Ketika ibu kota Republik disibukkan dengan penyambutan atas kedatangan Raja Salman dari Arab pada 1 Maret, dari sebuah pojok kampung di Pantai Barat datang sepotong kabar: guru saya, Ilham Salama, berangkat dengan perahu pagi.
Guru Ilham adalah guru pengampuh keterampilan mengetik 10 jari, sebuah kemampuan purba yang mula-mula disodorkan untuk mengisi pos ambtenaar. Dan, saya mendapatkannya sejak kelas 2 SMP dengan kemampuan yang terbata-bata. Guru Ilham berharap lancar mengetik 10 jari tanpa betul-betul berhadapan dengan mesin tik dengan suara ketukan mirip besi bara yang dipukul bertalu dengan palu oleh seorang mpu. 

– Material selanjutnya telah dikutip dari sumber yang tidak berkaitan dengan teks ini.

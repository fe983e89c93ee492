//! Value derivation for property merge/split and duplicate survival.

use crate::error::Error;
use crate::schema::{compiled_regex, PropertyDef};
use crate::store::ObjectId;
use flexibase_proto::Value;

/// How the survivor of a duplicate group is chosen.
///
/// Comparison is a pluggable named strategy rather than an expression
/// language; every strategy is deterministic for a given group.
#[derive(Debug, Clone, Copy, PartialEq, Eq, Default)]
pub enum SurvivorPolicy {
    /// Prefer the object with the most incoming references, ties broken
    /// by the most recently updated, then lowest id.
    #[default]
    MostReferencedThenNewest,
    /// Prefer the most recently created object.
    Newest,
    /// Prefer the oldest object.
    Oldest,
    /// Prefer the lowest object id.
    LowestId,
}

/// One member of a duplicate group, with the facts survival depends on.
#[derive(Debug, Clone, Copy)]
pub struct SurvivorCandidate {
    /// The candidate object.
    pub object: ObjectId,
    /// Incoming reference count.
    pub incoming_references: usize,
    /// Creation timestamp, microseconds since Unix epoch.
    pub created_at: u64,
    /// Last-write timestamp, microseconds since Unix epoch.
    pub updated_at: u64,
}

impl SurvivorPolicy {
    /// Pick the surviving candidate from a non-empty group.
    pub fn pick(&self, candidates: &[SurvivorCandidate]) -> Option<ObjectId> {
        let best = match self {
            SurvivorPolicy::MostReferencedThenNewest => candidates.iter().max_by(|a, b| {
                a.incoming_references
                    .cmp(&b.incoming_references)
                    .then(a.updated_at.cmp(&b.updated_at))
                    .then(b.object.cmp(&a.object))
            }),
            SurvivorPolicy::Newest => candidates
                .iter()
                .max_by(|a, b| a.created_at.cmp(&b.created_at).then(b.object.cmp(&a.object))),
            SurvivorPolicy::Oldest => candidates
                .iter()
                .min_by(|a, b| a.created_at.cmp(&b.created_at).then(a.object.cmp(&b.object))),
            SurvivorPolicy::LowestId => candidates.iter().min_by_key(|c| c.object),
        };
        best.map(|c| c.object)
    }
}

/// A rule deriving one new property from a source property's value.
///
/// The pattern is a regular expression; on a match the first capture
/// group (or the whole match when there are no groups) becomes the new
/// property's value. A non-matching rule falls back to the new
/// property's default value.
#[derive(Debug, Clone)]
pub struct SplitRule {
    /// Definition of the property to create.
    pub new_property: PropertyDef,
    /// Extraction pattern applied to the source value's text form.
    pub pattern: String,
}

impl SplitRule {
    /// Create a split rule.
    pub fn new(new_property: PropertyDef, pattern: impl Into<String>) -> Self {
        Self {
            new_property,
            pattern: pattern.into(),
        }
    }

    /// Apply the rule to a source value. Returns None when the pattern
    /// does not match.
    pub fn apply(&self, source: &Value) -> Result<Option<Value>, Error> {
        let re = compiled_regex(&self.pattern)
            .map_err(|e| Error::SchemaConflict(format!("invalid split pattern: {}", e)))?;
        let text = source.to_display_string();
        let Some(captures) = re.captures(&text) else {
            return Ok(None);
        };
        let extracted = captures
            .get(1)
            .or_else(|| captures.get(0))
            .map(|m| m.as_str().to_string())
            .unwrap_or_default();
        Ok(Some(Value::Text(extracted)))
    }
}

/// Evaluate a concatenation expression against a named row.
///
/// The expression is a `||`-joined list of segments; a segment is
/// either a single-quoted literal or a property name. Missing or null
/// properties contribute the empty string.
pub fn eval_concat(expression: &str, row: &[(String, Value)]) -> Result<Value, Error> {
    if expression.trim().is_empty() {
        return Err(Error::SchemaConflict("empty merge expression".into()));
    }

    let mut out = String::new();
    for segment in expression.split("||") {
        let segment = segment.trim();
        if segment.len() >= 2 && segment.starts_with('\'') && segment.ends_with('\'') {
            out.push_str(&segment[1..segment.len() - 1]);
        } else if segment.is_empty() {
            return Err(Error::SchemaConflict(format!(
                "malformed merge expression '{}'",
                expression
            )));
        } else {
            let value = row
                .iter()
                .find(|(name, _)| name == segment)
                .map(|(_, v)| v.to_display_string())
                .unwrap_or_default();
            out.push_str(&value);
        }
    }
    Ok(Value::Text(out))
}

#[cfg(test)]
mod tests {
    use super::*;
    use crate::schema::DataType;

    fn candidate(id: u64, refs: usize, created: u64) -> SurvivorCandidate {
        SurvivorCandidate {
            object: ObjectId(id),
            incoming_references: refs,
            created_at: created,
            updated_at: created,
        }
    }

    #[test]
    fn test_survivor_most_referenced() {
        let group = vec![candidate(1, 0, 300), candidate(2, 5, 100), candidate(3, 2, 200)];
        assert_eq!(
            SurvivorPolicy::MostReferencedThenNewest.pick(&group),
            Some(ObjectId(2))
        );
    }

    #[test]
    fn test_survivor_reference_tie_falls_to_most_recently_updated() {
        let group = vec![candidate(1, 3, 100), candidate(2, 3, 200)];
        assert_eq!(
            SurvivorPolicy::MostReferencedThenNewest.pick(&group),
            Some(ObjectId(2))
        );

        // An older object updated after the newer one wins the tie.
        let mut touched = candidate(1, 3, 100);
        touched.updated_at = 500;
        let group = vec![touched, candidate(2, 3, 200)];
        assert_eq!(
            SurvivorPolicy::MostReferencedThenNewest.pick(&group),
            Some(ObjectId(1))
        );
    }

    #[test]
    fn test_survivor_other_policies() {
        let group = vec![candidate(5, 0, 100), candidate(3, 9, 300), candidate(8, 1, 200)];
        assert_eq!(SurvivorPolicy::Newest.pick(&group), Some(ObjectId(3)));
        assert_eq!(SurvivorPolicy::Oldest.pick(&group), Some(ObjectId(5)));
        assert_eq!(SurvivorPolicy::LowestId.pick(&group), Some(ObjectId(3)));
    }

    #[test]
    fn test_survivor_empty_group() {
        assert_eq!(SurvivorPolicy::default().pick(&[]), None);
    }

    #[test]
    fn test_concat_expression() {
        let row = vec![
            ("FirstName".to_string(), Value::Text("Ada".into())),
            ("LastName".to_string(), Value::Text("Lovelace".into())),
        ];
        let result = eval_concat("FirstName || ' ' || LastName", &row).unwrap();
        assert_eq!(result, Value::Text("Ada Lovelace".into()));
    }

    #[test]
    fn test_concat_missing_property_is_empty() {
        let row = vec![("A".to_string(), Value::Text("x".into()))];
        let result = eval_concat("A || '-' || B", &row).unwrap();
        assert_eq!(result, Value::Text("x-".into()));
    }

    #[test]
    fn test_concat_non_text_values() {
        let row = vec![("Age".to_string(), Value::Int(30))];
        let result = eval_concat("'age: ' || Age", &row).unwrap();
        assert_eq!(result, Value::Text("age: 30".into()));
    }

    #[test]
    fn test_concat_rejects_empty() {
        assert!(eval_concat("", &[]).is_err());
        assert!(eval_concat("A || || B", &[]).is_err());
    }

    #[test]
    fn test_split_rule_capture_group() {
        let rule = SplitRule::new(
            PropertyDef::text("AreaCode", 5),
            r"^\((\d+)\)",
        );
        let result = rule.apply(&Value::Text("(020) 1234567".into())).unwrap();
        assert_eq!(result, Some(Value::Text("020".into())));
    }

    #[test]
    fn test_split_rule_whole_match() {
        let rule = SplitRule::new(PropertyDef::text("Digits", 20), r"\d+");
        let result = rule.apply(&Value::Text("abc123def".into())).unwrap();
        assert_eq!(result, Some(Value::Text("123".into())));
    }

    #[test]
    fn test_split_rule_no_match() {
        let rule = SplitRule::new(
            PropertyDef::new("N", DataType::Text),
            r"^\d+$",
        );
        assert_eq!(rule.apply(&Value::Text("letters".into())).unwrap(), None);
    }

    #[test]
    fn test_split_rule_bad_pattern() {
        let rule = SplitRule::new(PropertyDef::text("X", 5), "(unclosed");
        assert!(rule.apply(&Value::Text("x".into())).is_err());
    }
}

Sampai di situ, keterampilan tik dengan 10 jari adalah semacam proyek imajinasi untuk siswa-siswa desa di tepian air. Hanya sepekan sekali melihat rupa mesin tik itu saat jadwal pelajaran tik 10 jari datang. Dan, mesin tik itulah satu-satunya yang ada dalam kelas.

Keterampilan mengetik demikian itu, kata Guru Ilham Salama di suatu hari yang sangat jauh, adalah bagian dari satu paket kemampuan dengan pembukuan. Pem-BUKU-an. Mirip, ya. Tapi, bukan buku yang itu. Ini soal buku yang diapit imbuhan pe-an. Ini adalah keterampilan akuntansi sederhana yang mungkin berguna bagi siswa jika kelak terjun ke dalam usaha modern yang maju. 

Saya tahu kemudian, pemBUKUan bukan sesuatu yang sederhana. Ini ilmu yang menggabungkan nalar awas, angka-angka yang presisi, dan keseimbangan. Guru Ilham Salama tahu betul itu lantaran ia alumni Sekolah Menengah Ekonomi Atas (SMEA) di Palu sebelum menjadi guru di SMP 1 Balentuma, Kecamatan Sirenja. 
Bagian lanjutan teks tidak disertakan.